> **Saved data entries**
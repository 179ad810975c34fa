//! Program synthesis — compile a project into an executable export plan.
//!
//! The output timeline is modeled as a fixed-length base layer (blank
//! video + silent audio spanning the full project duration) onto which
//! every clip is composited as a time-windowed overlay or mix
//! contribution. Gaps therefore render as black/silence instead of
//! shrinking the output, and the timing rules are the same half-open
//! intervals the preview resolves.

use std::collections::HashMap;
use std::path::PathBuf;

use montage_core::{MontageError, Result};
use montage_media::{MediaKind, MediaRegistry, MediaRegistryExt};
use montage_timeline::{Clip, Project, Track, TrackKind};
use tracing::debug;

use crate::filter::{FilterChain, FilterGraph, FilterOp};
use crate::settings::{self, bitrate_mbps_for_height, ExportSettings};

/// One encoder input.
#[derive(Debug, Clone, PartialEq)]
pub enum PlanInput {
    /// A referenced source file.
    File(PathBuf),
    /// A generated source (the blank/silent base layer), given as a
    /// lavfi source spec; the plan's duration bounds it at spawn time.
    Synthetic(String),
}

/// A validated, executable composition program.
#[derive(Debug, Clone)]
pub struct ExportPlan {
    pub inputs: Vec<PlanInput>,
    pub graph: FilterGraph,
    pub width: u32,
    pub height: u32,
    pub frame_rate: u32,
    /// Output duration in seconds — always the full project duration.
    pub duration: f64,
    /// Assumed output bitrate for the disk-space estimate.
    pub bitrate_mbps: f64,
    pub output_path: PathBuf,
}

/// Index of the blank video base input.
const BASE_VIDEO_INPUT: usize = 0;
/// Index of the silent audio base input.
const BASE_AUDIO_INPUT: usize = 1;

/// Compile `project` against `registry` into an export plan.
///
/// Fails synchronously on registry misses, an empty project duration, or
/// a program that does not validate; nothing is spawned here.
pub fn synthesize(
    project: &Project,
    registry: &dyn MediaRegistry,
    settings: &ExportSettings,
) -> Result<ExportPlan> {
    if project.duration <= 0.0 {
        return Err(MontageError::InvalidParameter(
            "project duration must be positive".into(),
        ));
    }

    let video_clips = collect_video_clips(&project.tracks);
    let audio_clips = collect_audio_clips(&project.tracks, registry)?;

    let native = first_native_resolution(&video_clips, registry);
    let (width, height) = settings.resolution.dimensions(native);

    let mut inputs = vec![
        PlanInput::Synthetic(format!(
            "color=c=black:s={width}x{height}:r={fps}",
            fps = settings.frame_rate
        )),
        PlanInput::Synthetic(format!(
            "anullsrc=channel_layout=stereo:sample_rate={}",
            settings::AUDIO_SAMPLE_RATE
        )),
    ];
    let mut input_index: HashMap<PathBuf, usize> = HashMap::new();

    let mut graph = FilterGraph::new();

    // Video: trim each clip to its used source range, shift it onto the
    // output clock, scale, and overlay it only inside its own window.
    // Chained sequentially so each clip affects nothing outside its window.
    let mut upstream = format!("{BASE_VIDEO_INPUT}:v");
    let clip_count = video_clips.len();
    for (i, clip) in video_clips.iter().enumerate() {
        let media = registry.require(clip.media_id)?;
        let index = register_input(&mut inputs, &mut input_index, media.path.clone());

        let label = format!("v{i}");
        graph.push(FilterChain::new(
            [format!("{index}:v")],
            vec![
                FilterOp::Trim {
                    start: clip.trim_start,
                    end: clip.source_out(media.duration),
                },
                FilterOp::SetPtsOffset {
                    offset: clip.start_time,
                },
                FilterOp::Scale { width, height },
            ],
            label.clone(),
        ));

        let out = if i + 1 == clip_count {
            "vout".to_string()
        } else {
            format!("ov{i}")
        };
        graph.push(FilterChain::new(
            [upstream.clone(), label],
            vec![FilterOp::Overlay {
                from: clip.start_time,
                until: clip.end_time,
            }],
            out.clone(),
        ));
        upstream = out;
    }
    if video_clips.is_empty() {
        graph.push(FilterChain::new(
            [upstream],
            vec![FilterOp::Null],
            "vout",
        ));
    }

    // Audio: every audio-bearing clip (video-with-audio or audio-only, on
    // any track) is trimmed, delayed to its start time, leveled, and
    // summed with the silent base. The base keeps the mix at full project
    // length.
    let mut mix_inputs = vec![format!("{BASE_AUDIO_INPUT}:a")];
    for (j, (clip, gain)) in audio_clips.iter().enumerate() {
        let media = registry.require(clip.media_id)?;
        let index = register_input(&mut inputs, &mut input_index, media.path.clone());

        let label = format!("a{j}");
        graph.push(FilterChain::new(
            [format!("{index}:a")],
            vec![
                FilterOp::ATrim {
                    start: clip.trim_start,
                    end: clip.source_out(media.duration),
                },
                FilterOp::AResetPts,
                FilterOp::Volume { gain: *gain },
                FilterOp::Delay {
                    millis: (clip.start_time * 1000.0).round() as u64,
                },
            ],
            label.clone(),
        ));
        mix_inputs.push(label);
    }
    if mix_inputs.len() > 1 {
        let n = mix_inputs.len();
        graph.push(FilterChain::new(
            mix_inputs,
            vec![FilterOp::AMix { inputs: n }],
            "aout",
        ));
    } else {
        graph.push(FilterChain::new(
            mix_inputs,
            vec![FilterOp::ANull],
            "aout",
        ));
    }

    graph.validate()?;
    debug!(
        video = clip_count,
        audio = audio_clips.len(),
        duration = project.duration,
        "synthesized export plan"
    );

    Ok(ExportPlan {
        inputs,
        graph,
        width,
        height,
        frame_rate: settings.frame_rate,
        duration: project.duration,
        bitrate_mbps: bitrate_mbps_for_height(height),
        output_path: settings.output_path.clone(),
    })
}

impl ExportPlan {
    /// Full FFmpeg argument list for this plan.
    pub fn ffmpeg_args(&self) -> Vec<String> {
        let mut args: Vec<String> = vec!["-y".into()];

        for input in &self.inputs {
            match input {
                PlanInput::File(path) => {
                    args.push("-i".into());
                    args.push(path.to_string_lossy().into_owned());
                }
                PlanInput::Synthetic(spec) => {
                    args.push("-f".into());
                    args.push("lavfi".into());
                    args.push("-t".into());
                    args.push(format!("{:.4}", self.duration));
                    args.push("-i".into());
                    args.push(spec.clone());
                }
            }
        }

        args.push("-filter_complex".into());
        args.push(self.graph.render());
        args.extend(["-map".into(), "[vout]".into(), "-map".into(), "[aout]".into()]);

        args.extend([
            "-c:v".into(),
            settings::VIDEO_CODEC.into(),
            "-preset".into(),
            settings::VIDEO_PRESET.into(),
            "-crf".into(),
            settings::VIDEO_CRF.to_string(),
            "-pix_fmt".into(),
            settings::PIXEL_FORMAT.into(),
            "-r".into(),
            self.frame_rate.to_string(),
        ]);
        args.extend([
            "-c:a".into(),
            settings::AUDIO_CODEC.into(),
            "-b:a".into(),
            settings::AUDIO_BITRATE.into(),
            "-ar".into(),
            settings::AUDIO_SAMPLE_RATE.to_string(),
        ]);

        // Bound the output at the authoritative project duration.
        args.extend(["-t".into(), format!("{:.4}", self.duration)]);

        args.extend([
            "-progress".into(),
            "pipe:1".into(),
            "-nostats".into(),
            "-loglevel".into(),
            "error".into(),
        ]);

        args.push(self.output_path.to_string_lossy().into_owned());
        args
    }

    /// Paths of every referenced source file.
    pub fn source_files(&self) -> impl Iterator<Item = &PathBuf> {
        self.inputs.iter().filter_map(|input| match input {
            PlanInput::File(path) => Some(path),
            PlanInput::Synthetic(_) => None,
        })
    }
}

fn register_input(
    inputs: &mut Vec<PlanInput>,
    index: &mut HashMap<PathBuf, usize>,
    path: PathBuf,
) -> usize {
    *index.entry(path.clone()).or_insert_with(|| {
        inputs.push(PlanInput::File(path));
        inputs.len() - 1
    })
}

/// Video-track clips in compositing order: lower tracks first, then by
/// start time, so higher tracks overlay lower ones.
fn collect_video_clips(tracks: &[Track]) -> Vec<&Clip> {
    let mut sorted_tracks: Vec<&Track> = tracks
        .iter()
        .filter(|t| t.kind == TrackKind::Video)
        .collect();
    sorted_tracks.sort_by_key(|t| t.index);

    let mut clips = Vec::new();
    for track in sorted_tracks {
        let mut on_track: Vec<&Clip> = track.clips.iter().collect();
        on_track.sort_by(|a, b| a.start_time.total_cmp(&b.start_time));
        clips.extend(on_track);
    }
    clips
}

/// Audio-bearing clips on any track, paired with their resolved gain
/// (clip volume × track volume, zero when muted).
fn collect_audio_clips<'a>(
    tracks: &'a [Track],
    registry: &dyn MediaRegistry,
) -> Result<Vec<(&'a Clip, f64)>> {
    let mut clips = Vec::new();
    for track in tracks {
        for clip in &track.clips {
            let media = registry.require(clip.media_id)?;
            if media.has_audio {
                clips.push((clip, track.gain_for(clip)));
            }
        }
    }
    clips.sort_by(|(a, _), (b, _)| a.start_time.total_cmp(&b.start_time));
    Ok(clips)
}

fn first_native_resolution(
    video_clips: &[&Clip],
    registry: &dyn MediaRegistry,
) -> Option<(u32, u32)> {
    video_clips.iter().find_map(|clip| {
        let media = registry.lookup(clip.media_id)?;
        if media.kind == MediaKind::Video {
            Some((media.width?, media.height?))
        } else {
            None
        }
    })
}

> **TRY IT**
Copy the records above faithfully. Begin at their first line, end at the line containing "overlay or mix", and include nothing else.

> **ANSWER BELOW**
repository 179ad810975c34fa
//! Program synthesis — compile a project into an executable export plan.
//!
//! The output timeline is modeled as a fixed-length base layer (blank
//! video + silent audio spanning the full project duration) onto which
//! every clip is composited as a time-windowed overlay or mix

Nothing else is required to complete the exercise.